We develop a theory for estimating the net population growth rate (reproductive rate minus mortality rate) of a phytoplankton population in situ from biological observations of cell concentrations and physical measurements of turbulance. High resolution vertical profiles of cell concentration and turbulent diffusion rates from the central North Atlantic measured on successive days were used to study depth-dependent growth rates for categories of ultraphytoplankton defined by flow cytometry. The four categories and their equivalent spherical diameters were cyanobacteria (≈1 μm), the abundant newly discovered very small red fluorescing bodies (prochlorophytes <1 μm), small eukaryotes (<2 μm) large eukaryotes (mean 2–4 μm, mode 2–3 μm). For all groups, the highest net population growth rates occurred in areas of peak cell concentration near the top of the nitracline and the bottom of the euphotic zone around the 1% light level.
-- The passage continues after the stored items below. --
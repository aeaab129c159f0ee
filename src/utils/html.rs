// src/utils/html.rs

/// Visible text of user input once every tag is removed, via ammonia with
/// an empty whitelist. `<script>`/`<style>` bodies go too.
///
/// Only used to decide whether a comment says anything. The stored text is
/// the raw input; pages render it through `textContent`.
pub fn visible_text(input: &str) -> String {
    ammonia::Builder::empty().clean(input).to_string()
}
// src/utils/extract.rs

use axum::{
    Json,
    extract::{FromRequest, Request},
};
use serde::de::DeserializeOwned;
use validator::Validate;

use crate::error::AppError;

/// JSON body extractor that also runs `validator` rules.
///
/// Malformed JSON, missing fields and failed rules all become
/// `AppError::BadRequest`, so handlers receive a payload that is known good.
pub struct ValidJson<T>(pub T);

impl<T, S> FromRequest<S> for ValidJson<T>
where
    T: DeserializeOwned + Validate,
    S: Send + Sync,
{
    type Rejection = AppError;

    async fn from_request(req: Request, state: &S) -> Result<Self, Self::Rejection> {
        let Json(payload) = Json::<T>::from_request(req, state).await?;
        payload.validate()?;
        Ok(ValidJson(payload))
    }
}
// src/scoring.rs

//! Aggregates derived from the record store.
//!
//! Everything here is a pure function of the records passed in; nothing is
//! cached between calls.

use std::collections::{HashMap, HashSet};

use crate::models::{
    comment::Comment,
    quiz::Quiz,
    record::QuizRecord,
    stats::{CommentStats, OptionCount, OverviewStats, QuizStats, UserCommentCount, UserScore},
};

/// Points awarded for each correct answer. Wrong answers cost nothing.
pub const POINTS_PER_CORRECT: u64 = 10;

/// `part / whole` as a percentage rounded to 2 decimals, 0 when `whole` is 0.
pub fn percentage(part: u64, whole: u64) -> f64 {
    if whole == 0 {
        return 0.0;
    }
    (part as f64 / whole as f64 * 10_000.0).round() / 100.0
}

/// Current score of one user (exact, case-sensitive name match).
pub fn user_score(records: &[QuizRecord], user_name: &str) -> u64 {
    let correct = records
        .iter()
        .filter(|r| r.user_name == user_name && r.is_correct)
        .count() as u64;
    correct * POINTS_PER_CORRECT
}

struct Tally<'a> {
    user_name: &'a str,
    user_id: &'a str,
    correct: u64,
    wrong: u64,
    first_seq: u64,
    last_correct_seq: Option<u64>,
}

impl Tally<'_> {
    fn score(&self) -> u64 {
        self.correct * POINTS_PER_CORRECT
    }

    /// Sequence id at which the user reached their current score.
    fn reached_at(&self) -> u64 {
        self.last_correct_seq.unwrap_or(self.first_seq)
    }
}

/// Ranks users by score.
///
/// Ties go to whoever reached the score first, then to the name in
/// ascending order. Ranks are 1-based positions.
pub fn leaderboard(records: &[QuizRecord]) -> Vec<UserScore> {
    let mut index: HashMap<&str, usize> = HashMap::new();
    let mut tallies: Vec<Tally> = Vec::new();

    for record in records {
        let slot = *index.entry(record.user_name.as_str()).or_insert_with(|| {
            tallies.push(Tally {
                user_name: &record.user_name,
                user_id: &record.user_id,
                correct: 0,
                wrong: 0,
                first_seq: record.id,
                last_correct_seq: None,
            });
            tallies.len() - 1
        });

        let tally = &mut tallies[slot];
        if record.is_correct {
            tally.correct += 1;
            tally.last_correct_seq = Some(record.id);
        } else {
            tally.wrong += 1;
        }
    }

    tallies.sort_by(|a, b| {
        b.score()
            .cmp(&a.score())
            .then(a.reached_at().cmp(&b.reached_at()))
            .then(a.user_name.cmp(b.user_name))
    });

    tallies
        .into_iter()
        .enumerate()
        .map(|(i, t)| {
            let total = t.correct + t.wrong;
            UserScore {
                rank: i + 1,
                user_name: t.user_name.to_string(),
                user_id: t.user_id.to_string(),
                score: t.score(),
                correct: t.correct,
                wrong: t.wrong,
                total,
                accuracy: percentage(t.correct, total),
            }
        })
        .collect()
}

/// Selection counts for every option of `quiz`, in catalog order.
pub fn quiz_stats(quiz: &Quiz, records: &[QuizRecord]) -> QuizStats {
    let mut options: Vec<OptionCount> = quiz
        .options
        .iter()
        .map(|o| OptionCount {
            label: o.label.clone(),
            count: 0,
            is_correct: o.is_correct,
        })
        .collect();

    let mut correct = 0;
    let mut wrong = 0;

    for record in records.iter().filter(|r| r.quiz_id == quiz.id) {
        if record.is_correct {
            correct += 1;
        } else {
            wrong += 1;
        }
        if let Some(slot) = options.iter_mut().find(|o| o.label == record.selected_option) {
            slot.count += 1;
        }
    }

    let total = correct + wrong;
    QuizStats {
        quiz_id: quiz.id.clone(),
        correct,
        wrong,
        total,
        accuracy: percentage(correct, total),
        options,
    }
}

pub fn overview(records: &[QuizRecord], comments: &[Comment]) -> OverviewStats {
    let users: HashSet<&str> = records.iter().map(|r| r.user_name.as_str()).collect();
    let total_answers = records.len() as u64;
    let total_correct = records.iter().filter(|r| r.is_correct).count() as u64;

    OverviewStats {
        total_users: users.len(),
        total_comments: comments.len(),
        total_answers,
        total_correct,
        overall_accuracy: percentage(total_correct, total_answers),
    }
}

/// Per-user comment counts, busiest commenter first.
pub fn comment_stats(comments: &[Comment]) -> CommentStats {
    let mut per_user: HashMap<&str, (u64, u64)> = HashMap::new();
    for comment in comments {
        let entry = per_user.entry(comment.user_name.as_str()).or_default();
        entry.0 += 1;
        entry.1 += comment.likes;
    }

    let mut users: Vec<UserCommentCount> = per_user
        .into_iter()
        .map(|(name, (count, likes))| UserCommentCount {
            user_name: name.to_string(),
            comment_count: count,
            likes,
        })
        .collect();
    users.sort_by(|a, b| {
        b.comment_count
            .cmp(&a.comment_count)
            .then_with(|| a.user_name.cmp(&b.user_name))
    });

    CommentStats {
        total_comments: comments.len(),
        total_likes: comments.iter().map(|c| c.likes).sum(),
        users,
    }
}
Cyanobacteria grew most rapidly between 85 and 95 m, whereas eukaryotes grew most rapidly between 100 and 115 m; the maximum population growth rates were 0.48 ± 0.07 d −1 for cyanobacteria, and 1.43 ± 0.32 d −1 and 0.20 ± 0.03 d −1 for small and large eukaryotes, respectively. Oriented motility toward the region of peak cell concentration may have contributed to the apparently high maximum growth rate of the small eukaryotes. The most negative rates of population growth occurred adjacent to the regions of peak cell concentration, consistent with previous observations of densest concentrations of zooplankton grazers around and above the deep chlorophyll maximum. Below about 150 m, at light intensities <0.1% of surface values, cell concentrations of all ultraphytoplankton groups decreased exponentially with depth, corresponding to net population growth rates ranging from −0.5 to −2.0 d −1 in this region.